A couple of months after Kim's conversion her husband became a Christian. She explained, "After I had received Christ I met another gentleman. He came in front of our house, and it's weird because I didn't see where this man came from. I was outside and I'm trying to figure out who's this guy. I'm figuring he's a salesman. He was not talking like a sales pitch. He told me I had to go to church, I had to read my Word; his wife and him would be praying for me. He told me to tell the others about salvation. I told him about my mom, what happened, and he said, 'There's nothing we can do about that'. When you say you've had a loved one pass on, I've never heard anybody say, 'There's nothing we can do about that'. I usually hear people say, 'I'm so sorry to hear that'. So it was sort of a weird conversation. At that moment I was like, 'OK, you're sort of cold, but let's continue with this conversation'. He started talking to me about God's throne, how beautiful it is. I had an orange Mustang, and it had another coat over it - a clear coat with gold sparkles - and if the sun hit it a certain way it turned like gold. He said, 'That right there is like God's throne.' After he left, I automatically said, 'Lord, if this man disappears, I'm going to pass out in the middle of the street', because I didn't know what this man was about. I looked to make sure he was walking to another door. So I started going to church, and that's when my husband started hearing the Word as well."
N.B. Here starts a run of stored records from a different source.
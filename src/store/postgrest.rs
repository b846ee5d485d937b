use async_trait::async_trait;
use chrono::{DateTime, SecondsFormat, Utc};
use reqwest::{header::HeaderValue, RequestBuilder, Response};
use serde::{de::DeserializeOwned, Serialize};
use std::collections::BTreeMap;
use std::time::Duration;
use tracing::{debug, instrument};

use super::Store;
use crate::{
    config::AppConfig,
    errors::StoreError,
    models::{InventoryLevel, LedgerRow, ProductRecord, ProductUpsert, SalesLine},
};

const PREFER_INSERT: &str = "return=minimal";
const PREFER_MERGE_UPSERT: &str = "resolution=merge-duplicates,return=minimal";

/// Connection settings for a PostgREST (Supabase REST) endpoint.
#[derive(Clone)]
pub struct PostgrestConfig {
    /// Project base URL, without the `/rest/v1` suffix
    pub base_url: String,
    pub service_key: String,
    pub timeout: Duration,
    pub sales_table: String,
    pub inventory_table: String,
    pub products_table: String,
}

impl std::fmt::Debug for PostgrestConfig {
    fn fmt(&self, f: &mut std::fmt::Formatter<'_>) -> std::fmt::Result {
        f.debug_struct("PostgrestConfig")
            .field("base_url", &self.base_url)
            .field("service_key", &"<redacted>")
            .field("timeout", &self.timeout)
            .field("sales_table", &self.sales_table)
            .field("inventory_table", &self.inventory_table)
            .field("products_table", &self.products_table)
            .finish()
    }
}

impl PostgrestConfig {
    pub fn new(base_url: impl Into<String>, service_key: impl Into<String>) -> Self {
        Self {
            base_url: base_url.into(),
            service_key: service_key.into(),
            timeout: Duration::from_secs(15),
            sales_table: "sales_lines".to_string(),
            inventory_table: "inventory_levels".to_string(),
            products_table: "products".to_string(),
        }
    }

    pub fn from_app_config(cfg: &AppConfig) -> Result<Self, StoreError> {
        let base_url = cfg
            .store_url
            .clone()
            .ok_or_else(|| StoreError::Unavailable("store_url is not configured".into()))?;
        let service_key = cfg
            .store_service_key
            .clone()
            .ok_or_else(|| StoreError::Unavailable("store_service_key is not configured".into()))?;

        Ok(Self {
            base_url,
            service_key,
            timeout: cfg.store_timeout(),
            sales_table: cfg.sales_table.clone(),
            inventory_table: cfg.inventory_table.clone(),
            products_table: cfg.products_table.clone(),
        })
    }
}

/// Store backed by a PostgREST HTTP API.
#[derive(Clone)]
pub struct PostgrestStore {
    client: reqwest::Client,
    config: PostgrestConfig,
}

impl PostgrestStore {
    pub fn new(config: PostgrestConfig) -> Result<Self, StoreError> {
        let client = reqwest::Client::builder().timeout(config.timeout).build()?;
        Ok(Self { client, config })
    }

    fn table_url(&self, table: &str) -> String {
        format!(
            "{}/rest/v1/{}",
            self.config.base_url.trim_end_matches('/'),
            table
        )
    }

    fn authorized(&self, request: RequestBuilder) -> RequestBuilder {
        request
            .header("apikey", self.config.service_key.as_str())
            .bearer_auth(&self.config.service_key)
    }

    /// `GET /rest/v1/{table}?{query}`
    async fn select<T: DeserializeOwned>(
        &self,
        table: &str,
        query: &[(&str, String)],
    ) -> Result<Vec<T>, StoreError> {
        let request = self
            .authorized(self.client.get(self.table_url(table)))
            .query(query);
        let response = ensure_success(request.send().await?).await?;
        let body = response.text().await?;
        serde_json::from_str(&body)
            .map_err(|e| StoreError::Decode(format!("select {}: {}", table, e)))
    }

    /// `POST /rest/v1/{table}`
    async fn insert<T: Serialize + Sync>(&self, table: &str, rows: &[T]) -> Result<(), StoreError> {
        let request = self
            .authorized(self.client.post(self.table_url(table)))
            .header("Prefer", HeaderValue::from_static(PREFER_INSERT))
            .json(rows);
        ensure_success(request.send().await?).await?;
        Ok(())
    }

    /// `POST /rest/v1/{table}?on_conflict={key}` with merge-duplicates resolution
    async fn merge_upsert<T: Serialize + Sync>(
        &self,
        table: &str,
        rows: &[T],
        on_conflict: &str,
    ) -> Result<(), StoreError> {
        let request = self
            .authorized(self.client.post(self.table_url(table)))
            .query(&[("on_conflict", on_conflict)])
            .header("Prefer", HeaderValue::from_static(PREFER_MERGE_UPSERT))
            .json(rows);
        ensure_success(request.send().await?).await?;
        Ok(())
    }
}

async fn ensure_success(response: Response) -> Result<Response, StoreError> {
    let status = response.status();
    if status.is_success() {
        return Ok(response);
    }
    let body = response.text().await.unwrap_or_default();
    Err(StoreError::Request {
        status: status.as_u16(),
        body,
    })
}

/// Splits upsert rows into batches that each carry the same column set.
///
/// PostgREST derives the column list of a bulk insert from the payload, so a
/// row without `vendor` batched next to one with it would null the vendor out.
fn batches_by_columns(rows: &[ProductUpsert]) -> Vec<Vec<&ProductUpsert>> {
    let mut batches: BTreeMap<(bool, bool), Vec<&ProductUpsert>> = BTreeMap::new();
    for row in rows {
        batches.entry(row.columns()).or_default().push(row);
    }
    batches.into_values().collect()
}

#[async_trait]
impl Store for PostgrestStore {
    #[instrument(skip(self))]
    async fn sales_since(&self, since: DateTime<Utc>) -> Result<Vec<SalesLine>, StoreError> {
        let since = since.to_rfc3339_opts(SecondsFormat::Millis, true);
        self.select(
            &self.config.sales_table,
            &[
                ("select", "sku,qty".to_string()),
                ("ts", format!("gte.{}", since)),
            ],
        )
        .await
    }

    #[instrument(skip(self))]
    async fn inventory_levels(&self) -> Result<Vec<InventoryLevel>, StoreError> {
        self.select(
            &self.config.inventory_table,
            &[("select", "sku,on_hand,updated_at".to_string())],
        )
        .await
    }

    #[instrument(skip(self))]
    async fn products(&self) -> Result<Vec<ProductRecord>, StoreError> {
        self.select(
            &self.config.products_table,
            &[("select", "sku,name,vendor,cost".to_string())],
        )
        .await
    }

    #[instrument(skip(self, rows), fields(rows = rows.len()))]
    async fn append_sales_lines(&self, rows: &[LedgerRow]) -> Result<(), StoreError> {
        if rows.is_empty() {
            return Ok(());
        }
        self.insert(&self.config.sales_table, rows).await
    }

    #[instrument(skip(self, rows), fields(rows = rows.len()))]
    async fn upsert_products(&self, rows: &[ProductUpsert]) -> Result<(), StoreError> {
        for batch in batches_by_columns(rows) {
            debug!(batch = batch.len(), "merging product batch");
            self.merge_upsert(&self.config.products_table, &batch, "sku")
                .await?;
        }
        Ok(())
    }
}

#[cfg(test)]
mod tests {
    use super::*;

    fn upsert(sku: &str, name: Option<&str>, vendor: Option<&str>) -> ProductUpsert {
        ProductUpsert {
            sku: sku.into(),
            name: name.map(Into::into),
            vendor: vendor.map(Into::into),
        }
    }

    #[test]
    fn batches_group_rows_by_column_set() {
        let rows = vec![
            upsert("A", Some("a"), None),
            upsert("B", Some("b"), Some("vb")),
            upsert("C", Some("c"), None),
            upsert("D", None, Some("vd")),
        ];

        let batches = batches_by_columns(&rows);
        assert_eq!(batches.len(), 3);
        for batch in &batches {
            let shape = batch[0].columns();
            assert!(batch.iter().all(|row| row.columns() == shape));
        }
        let total: usize = batches.iter().map(Vec::len).sum();
        assert_eq!(total, 4);
    }

    #[test]
    fn table_url_tolerates_trailing_slash() {
        let store =
            PostgrestStore::new(PostgrestConfig::new("https://x.supabase.co/", "key")).unwrap();
        assert_eq!(
            store.table_url("products"),
            "https://x.supabase.co/rest/v1/products"
        );
    }

    #[test]
    fn debug_output_redacts_key() {
        let cfg = PostgrestConfig::new("https://x.supabase.co", "very-secret");
        assert!(!format!("{:?}", cfg).contains("very-secret"));
    }
}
Kim continued, "My first church, we went to a Pentecostal church, because it was right up the street. I don't have any problem with the Pentecostal church, but they put us right in the front, which is not the best place for a new babe: they're nervous to begin with. So we're already scared and then we're in front, on the spotlight. The pastor starts pointing out people who he wants to slay in the Spirit. We see people falling like flies - boom boom boom - and I'm like, 'Oh no! They're going to pick us.' At that moment I said, 'Lord, if it's not you, I'm not going to fall. If it is you, there's nothing I can do but fall. But it's going to be pretty embarrassing for this pastor if he's not really doing this. If this man picks me, I feel so sorry for him: I'm not going to fall for the sake of making him look good.' Sometimes people might feel under pressure; I'm not saying everybody is doing that. So while they were slaying in the Spirit, we sort of slipped out. My husband and I looked at each other and said, 'That was a close one!' For sure my husband would have got picked because he has a long ponytail, he stands out. We attended another church and that became our home."